Cabe perguntar se esse “nós” teria resistido ao passar do tempo se as suas interações constitutivas tivessem se dado sem a co-presença física dos participantes. A participação com co-presença implica um gasto de tempo e energia maior do que as relações mediadas pela Internet e um grau de comprometimento igualmente maior de cada um (é bem mais fácil se desligar de um grupo virtual). Nem sempre o convívio orientado para a política é prazeroso, como sabe qualquer pessoa que já tenha participado de uma reunião política e/ou partidária. O mesmo se pode dizer da panfletagem em estações de metrô, do trabalho de boca-de-urna ou fiscalização da apuração dos votos, da organização de comitês locais em época de eleições, em suma, da maioria das ações políticas “tradicionais”.

Não é necessário ficar preso a essas formas “tradicionais”. É possível encontrar novas formas de fazer política, na interseção entre o on-line e o off-line.

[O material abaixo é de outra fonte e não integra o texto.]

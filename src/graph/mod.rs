pub mod connection;
pub mod groups;
pub mod resolver;
pub mod trajectory;
pub mod view;

use std::collections::{BTreeMap, BTreeSet};

pub use connection::{build_connection_map, ConnectionMap};
pub use groups::{classification_groups, GroupedSegment};
pub use resolver::{ancestors, descendants, related_segments};
pub use trajectory::{
    find_baseline, find_baselines, lesion_trajectory, measurement_history, LesionControl,
    SegmentWithStudy, StudyGroup,
};
pub use view::{graph_view, GraphEdge, GraphNode, GraphView, Highlight};

// ---------------------------------------------------------------------------
// LineageGraph trait: the adjacency interface every traversal runs against
// ---------------------------------------------------------------------------

/// Directed parent → child adjacency over segment ids.
///
/// Both lookups return ids in ascending order so traversals are
/// deterministic regardless of the backing store.
pub trait LineageGraph {
    /// Direct children of `id` (segments that list `id` as a parent).
    fn children_of(&self, id: &str) -> Vec<&str>;

    /// Direct parents of `id`.
    fn parents_of(&self, id: &str) -> Vec<&str>;

    fn has_parents(&self, id: &str) -> bool {
        !self.parents_of(id).is_empty()
    }
}

/// The bare forward map. Parent lookup scans every entry, O(E) per call.
impl LineageGraph for BTreeMap<String, BTreeSet<String>> {
    fn children_of(&self, id: &str) -> Vec<&str> {
        self.get(id)
            .map(|children| children.iter().map(String::as_str).collect())
            .unwrap_or_default()
    }

    fn parents_of(&self, id: &str) -> Vec<&str> {
        self.iter()
            .filter(|(_, children)| children.contains(id))
            .map(|(parent, _)| parent.as_str())
            .collect()
    }
}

O ponto importante é que o agir em conjunto, para perdurar, requer a formação de laços interpessoais que exigem tempo e convívio.

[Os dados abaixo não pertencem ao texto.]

use anyhow::{Context, Result};
use clap::{Parser, Subcommand};
use std::path::PathBuf;
use tracing::{debug, info};
use tracing_subscriber::EnvFilter;

use lesiongraph::config::{load_config, AppConfig};
use lesiongraph::error::LesionError;
use lesiongraph::format::format_value;
use lesiongraph::graph::measurement_history;
use lesiongraph::store::Catalog;

/// lesiongraph: lesion connectivity and trajectories across imaging studies
#[derive(Parser)]
#[command(name = "lesiongraph")]
#[command(
    about = "Tracks lesion segments across studies: connections, related segments, trajectories."
)]
#[command(version)]
struct Cli {
    /// JSON file with the studies (an array, or an object with a `studies` key)
    #[arg(short, long, global = true, env = "LESIONGRAPH_DATA")]
    data: Option<PathBuf>,
    /// Extra configuration file layered over `lesiongraph.toml`
    #[arg(short, long, global = true)]
    config: Option<PathBuf>,
    /// Log filter, overrides RUST_LOG and the configured level
    #[arg(long, global = true)]
    log_level: Option<String>,
    #[command(subcommand)]
    command: Commands,
}

#[derive(Subcommand)]
enum Commands {
    /// Show counts, the baseline study and the catalog generation
    Summary,
    /// List every parent segment with its children
    Connections,
    /// List the segments connected to a segment in either direction
    Related {
        #[arg(short, long)]
        segment: String,
    },
    /// Show the trajectory of a segment grouped by study, then its measurement history
    Trajectory {
        #[arg(short, long)]
        segment: String,
    },
    /// Print the graph view as JSON, optionally highlighting a selection
    Graph {
        #[arg(short, long)]
        segment: Option<String>,
    },
    /// Bucket segments by classification with their ancestors
    Groups,
}

fn main() {
    let cli = Cli::parse();

    let config = match load_config(cli.config.as_deref()) {
        Ok(config) => config,
        Err(e) => {
            eprintln!("Configuration failed: {}", e);
            std::process::exit(1);
        }
    };
    init_tracing(&config, cli.log_level.as_deref());

    if let Err(e) = run(cli, &config) {
        eprintln!("Error: {:#}", e);
        std::process::exit(1);
    }
}

fn init_tracing(config: &AppConfig, log_level: Option<&str>) {
    let filter = match log_level {
        Some(level) => EnvFilter::new(level),
        None => EnvFilter::try_from_default_env()
            .unwrap_or_else(|_| EnvFilter::new(&config.logging.level)),
    };

    let builder = tracing_subscriber::fmt()
        .with_env_filter(filter)
        .with_writer(std::io::stderr);
    if config.logging.json {
        builder.json().init();
    } else {
        builder.init();
    }
}

fn run(cli: Cli, config: &AppConfig) -> Result<()> {
    let data = cli
        .data
        .ok_or_else(|| LesionError::InvalidInput("--data <FILE> is required".into()))?;
    let mut catalog = Catalog::from_json_file(&data)
        .with_context(|| format!("failed to load studies from {}", data.display()))?;
    info!(path = %data.display(), "catalog ready");

    let decimals = config.display.decimals;
    match cli.command {
        Commands::Summary => cmd_summary(&catalog),
        Commands::Connections => cmd_connections(&catalog),
        Commands::Related { segment } => {
            select(&mut catalog, &segment)?;
            cmd_related(&mut catalog, &segment);
        }
        Commands::Trajectory { segment } => {
            select(&mut catalog, &segment)?;
            cmd_trajectory(&catalog, decimals);
        }
        Commands::Graph { segment } => {
            if let Some(segment) = &segment {
                select(&mut catalog, segment)?;
            }
            let view = catalog.graph_view();
            println!("{}", serde_json::to_string_pretty(&view)?);
        }
        Commands::Groups => cmd_groups(&catalog, config),
    }
    Ok(())
}

fn select(catalog: &mut Catalog, segment_id: &str) -> Result<()> {
    catalog.require_segment(segment_id)?;
    catalog.select(Some(segment_id));
    debug!(segment_id, "selection changed");
    Ok(())
}

// ---------------------------------------------------------------------------
// Commands
// ---------------------------------------------------------------------------

fn cmd_summary(catalog: &Catalog) {
    let summary = catalog.summary();
    println!("  Studies:     {}", summary.studies);
    println!("  Series:      {}", summary.series);
    println!("  Segments:    {}", summary.segments);
    println!("  Connections: {}", summary.connections);
    println!(
        "  Baseline:    {}",
        summary.baseline_study_id.as_deref().unwrap_or("(none)")
    );
    println!("  Generation:  {}", summary.generation);
}

fn cmd_connections(catalog: &Catalog) {
    let connections = catalog.connections();
    if connections.is_empty() {
        println!("  No connections.");
        return;
    }
    for (parent, children) in connections.iter() {
        let children: Vec<&str> = children.iter().map(String::as_str).collect();
        println!("  {} -> {}", parent, children.join(", "));
    }
}

fn cmd_related(catalog: &mut Catalog, segment_id: &str) {
    let related = catalog.related();
    if related.is_empty() {
        println!("  '{}' has no related segments.", segment_id);
        return;
    }
    println!("  Related to '{}' ({}):", segment_id, related.len());
    for id in related {
        println!("    - {}", id);
    }
}

fn cmd_trajectory(catalog: &Catalog, decimals: usize) {
    let groups = catalog.trajectory();
    for group in &groups {
        let mut flags = Vec::new();
        if group.has_split {
            flags.push("split");
        }
        if group.has_merge {
            flags.push("merge");
        }
        println!(
            "  {} ({}) volume {}{}",
            group.study.study_date,
            group.study.study_id,
            format_value(Some(group.total_volume), decimals),
            if flags.is_empty() {
                String::new()
            } else {
                format!(" [{}]", flags.join(", "))
            }
        );
        for entry in &group.segments {
            let marker = if entry.is_selected { "*" } else { "-" };
            println!(
                "    {} {} '{}' volume {} axial {}",
                marker,
                entry.segment.id,
                entry.segment.label,
                format_value(entry.segment.volume, decimals),
                format_value(entry.segment.axial_diameter, decimals)
            );
        }
    }

    let history = measurement_history(&groups);
    if history.is_empty() {
        return;
    }
    println!();
    println!("  Measurement history:");
    for row in &history {
        println!(
            "    {:<11} {:<12} volume {} ({}%)  axial {} ({}%)",
            row.control,
            row.date,
            format_value(Some(row.volume), decimals),
            format_value(row.volume_change, decimals),
            format_value(row.axial_diameter, decimals),
            format_value(row.axial_diameter_change, decimals)
        );
    }
}

fn cmd_groups(catalog: &Catalog, config: &AppConfig) {
    let groups = catalog.classification_groups(config.groups.default_classification);
    for (classification, segments) in &groups {
        println!("  {} ({}):", classification, segments.len());
        for grouped in segments {
            let ancestors: Vec<&str> = grouped.ancestors.iter().map(String::as_str).collect();
            if ancestors.is_empty() {
                println!("    - {}", grouped.segment.id);
            } else {
                println!("    - {} <- {}", grouped.segment.id, ancestors.join(", "));
            }
        }
    }
}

A maior duração de agrupamentos políticos, assumam ou não forma partidária, é fundamental não apenas para que a democracia funcione. Mas também para que, democraticamente, a mudança social resulte da ação coletiva e deliberada de atores comprometidos a promovê-la, e não de lideranças providenciais ou dos impessoais automatismos das transformações tecnológicas e socioeconômicas.

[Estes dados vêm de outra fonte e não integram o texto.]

#[cfg(test)]
mod tests {
    use super::*;
    use crate::graph::{build_connection_map, ConnectionMap};

    fn ids<'a>(groups: &'a [StudyGroup<'a>]) -> Vec<Vec<&'a str>> {
        groups.iter().map(|g| g.segment_ids().collect()).collect()
    }

    #[test]
    fn test_baseline_of_root_is_itself() {
        let map = ConnectionMap::from_edges([("a", "b")]);
        assert_eq!(find_baseline("a", &map), "a");
        assert_eq!(find_baseline("unknown", &map), "unknown");
    }

    #[test]
    fn test_baselines_of_merge() {
        // a1 -> b, a2 -> b, r -> a2
        let map = ConnectionMap::from_edges([("a1", "b"), ("a2", "b"), ("r", "a2")]);
        assert_eq!(find_baselines("b", &map), vec!["a1", "r"]);
        assert_eq!(find_baseline("b", &map), "a1");
    }

    #[test]
    fn test_baseline_of_pure_cycle_is_selection() {
        let map = ConnectionMap::from_edges([("a", "b"), ("b", "a")]);
        assert_eq!(find_baselines("a", &map), vec!["a"]);
    }

    #[test]
    fn test_diamond_flags() {
        let studies = vec![
            Study::new("s1", "2021-01-01")
                .with_segments("x", vec![Segment::new("a", "A").with_volume(10.0)]),
            Study::new("s2", "2021-02-01").with_segments(
                "y",
                vec![
                    Segment::new("b", "B").with_parent("a").with_volume(4.0),
                    Segment::new("c", "C").with_parent("a").with_volume(5.0),
                ],
            ),
            Study::new("s3", "2021-03-01").with_segments(
                "z",
                vec![Segment::new("d", "D")
                    .with_parent("b")
                    .with_parent("c")
                    .with_volume(12.0)],
            ),
        ];
        let map = build_connection_map(&studies);
        let groups = lesion_trajectory(&studies, Some("c"), &map);

        assert_eq!(ids(&groups), vec![vec!["a"], vec!["b", "c"], vec!["d"]]);
        assert!(groups[0].segments[0].is_split);
        assert!(groups[0].has_split);
        assert!(!groups[1].has_split && !groups[1].has_merge);
        assert!(groups[1].segments[1].is_selected);
        assert!(groups[2].segments[0].is_merge);
        assert_eq!(groups[1].total_volume, 9.0);
    }

    #[test]
    fn test_studies_sorted_by_date_with_undated_last() {
        let studies = vec![
            Study::new("late", "2022-05-01")
                .with_segments("x", vec![Segment::new("c", "C").with_parent("b")]),
            Study::new("undated", "someday")
                .with_segments("y", vec![Segment::new("d", "D").with_parent("c")]),
            Study::new("early", "2021-01-01T00:00:00Z")
                .with_segments("z", vec![Segment::new("a", "A")]),
            Study::new("mid", "2021-06-01")
                .with_segments("w", vec![Segment::new("b", "B").with_parent("a")]),
        ];
        let map = build_connection_map(&studies);
        let groups = lesion_trajectory(&studies, Some("a"), &map);

        let order: Vec<&str> = groups.iter().map(|g| g.study.study_id.as_str()).collect();
        assert_eq!(order, vec!["early", "mid", "late", "undated"]);
    }

    #[test]
    fn test_ties_keep_input_order() {
        let studies = vec![
            Study::new("first", "2021-01-01").with_segments("x", vec![Segment::new("a", "A")]),
            Study::new("second", "2021-01-01")
                .with_segments("y", vec![Segment::new("b", "B").with_parent("a")]),
        ];
        let order: Vec<&str> = sort_studies_by_date(&studies)
            .iter()
            .map(|s| s.study_id.as_str())
            .collect();
        assert_eq!(order, vec!["first", "second"]);
    }

    #[test]
    fn test_duplicate_segment_claimed_once() {
        let shared = Segment::new("b", "B").with_parent("a").with_volume(3.0);
        let studies = vec![
            Study::new("s1", "2021-01-01").with_segments("x", vec![Segment::new("a", "A")]),
            Study::new("s2", "2021-02-01")
                .with_segments("y", vec![shared.clone()])
                .with_segments("y-dup", vec![shared.clone()]),
            Study::new("s3", "2021-03-01").with_segments("z", vec![shared]),
        ];
        let map = build_connection_map(&studies);
        let groups = lesion_trajectory(&studies, Some("b"), &map);

        assert_eq!(ids(&groups), vec![vec!["a"], vec!["b"]]);
        assert_eq!(groups[1].total_volume, 3.0);
    }

    #[test]
    fn test_no_selection() {
        let studies = vec![Study::new("s1", "2021-01-01")
            .with_segments("x", vec![Segment::new("a", "A")])];
        let map = build_connection_map(&studies);
        assert!(lesion_trajectory(&studies, None, &map).is_empty());
        assert!(lesion_trajectory(&studies, Some(""), &map).is_empty());
    }

    #[test]
    fn test_cyclic_input_terminates() {
        let studies = vec![
            Study::new("s1", "2021-01-01")
                .with_segments("x", vec![Segment::new("a", "A").with_parent("b")]),
            Study::new("s2", "2021-02-01")
                .with_segments("y", vec![Segment::new("b", "B").with_parent("a")]),
        ];
        let map = build_connection_map(&studies);
        let groups = lesion_trajectory(&studies, Some("a"), &map);
        assert_eq!(ids(&groups), vec![vec!["a"], vec!["b"]]);
    }

    #[test]
    fn test_measurement_history_changes() {
        let studies = vec![
            Study::new("s1", "2021-01-01").with_segments(
                "x",
                vec![Segment::new("a", "A")
                    .with_volume(100.0)
                    .with_axial_diameter(10.0)],
            ),
            Study::new("s2", "2021-02-01").with_segments(
                "y",
                vec![Segment::new("b", "B").with_parent("a").with_volume(150.0)],
            ),
        ];
        let map = build_connection_map(&studies);
        let groups = lesion_trajectory(&studies, Some("b"), &map);
        let rows = measurement_history(&groups);

        assert_eq!(rows.len(), 2);
        assert_eq!(rows[0].control, "Control 1");
        assert_eq!(rows[0].volume_change, None);
        assert_eq!(rows[0].axial_diameter, Some(10.0));
        assert_eq!(rows[1].volume_change, Some(50.0));
        assert_eq!(rows[1].axial_diameter, None);
        assert_eq!(rows[1].axial_diameter_change, None);
    }

    #[test]
    fn test_percent_change_from_zero_is_undefined() {
        assert_eq!(percent_change(Some(0.0), Some(5.0)), None);
        assert_eq!(percent_change(Some(4.0), Some(2.0)), Some(-50.0));
    }
}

O ativismo político dá mais trabalho do que o clickativismo, mas o preço de abandoná-lo é alto. Os americanos que o digam.

Sergio Fausto

Sergio Fausto é Superintendente Executivo da Fundação Fernando Henrique Cardoso, co-diretor do Projeto Plataforma Democrática e co-editor da série de livros "O Estado da Democracia na América Latina". Faz parte do Grupo de Análise da Conjuntura Internacional da Universidade de São Paulo (Gacint-USP) e integra a equipe de colaboradores do Latin American Program do James Baker Institute for Public Policy, da Rice University. Fausto escreve regularmente para o jornal O Estado de S.Paulo e para o Infolatam – Información y Análisis de América Latina.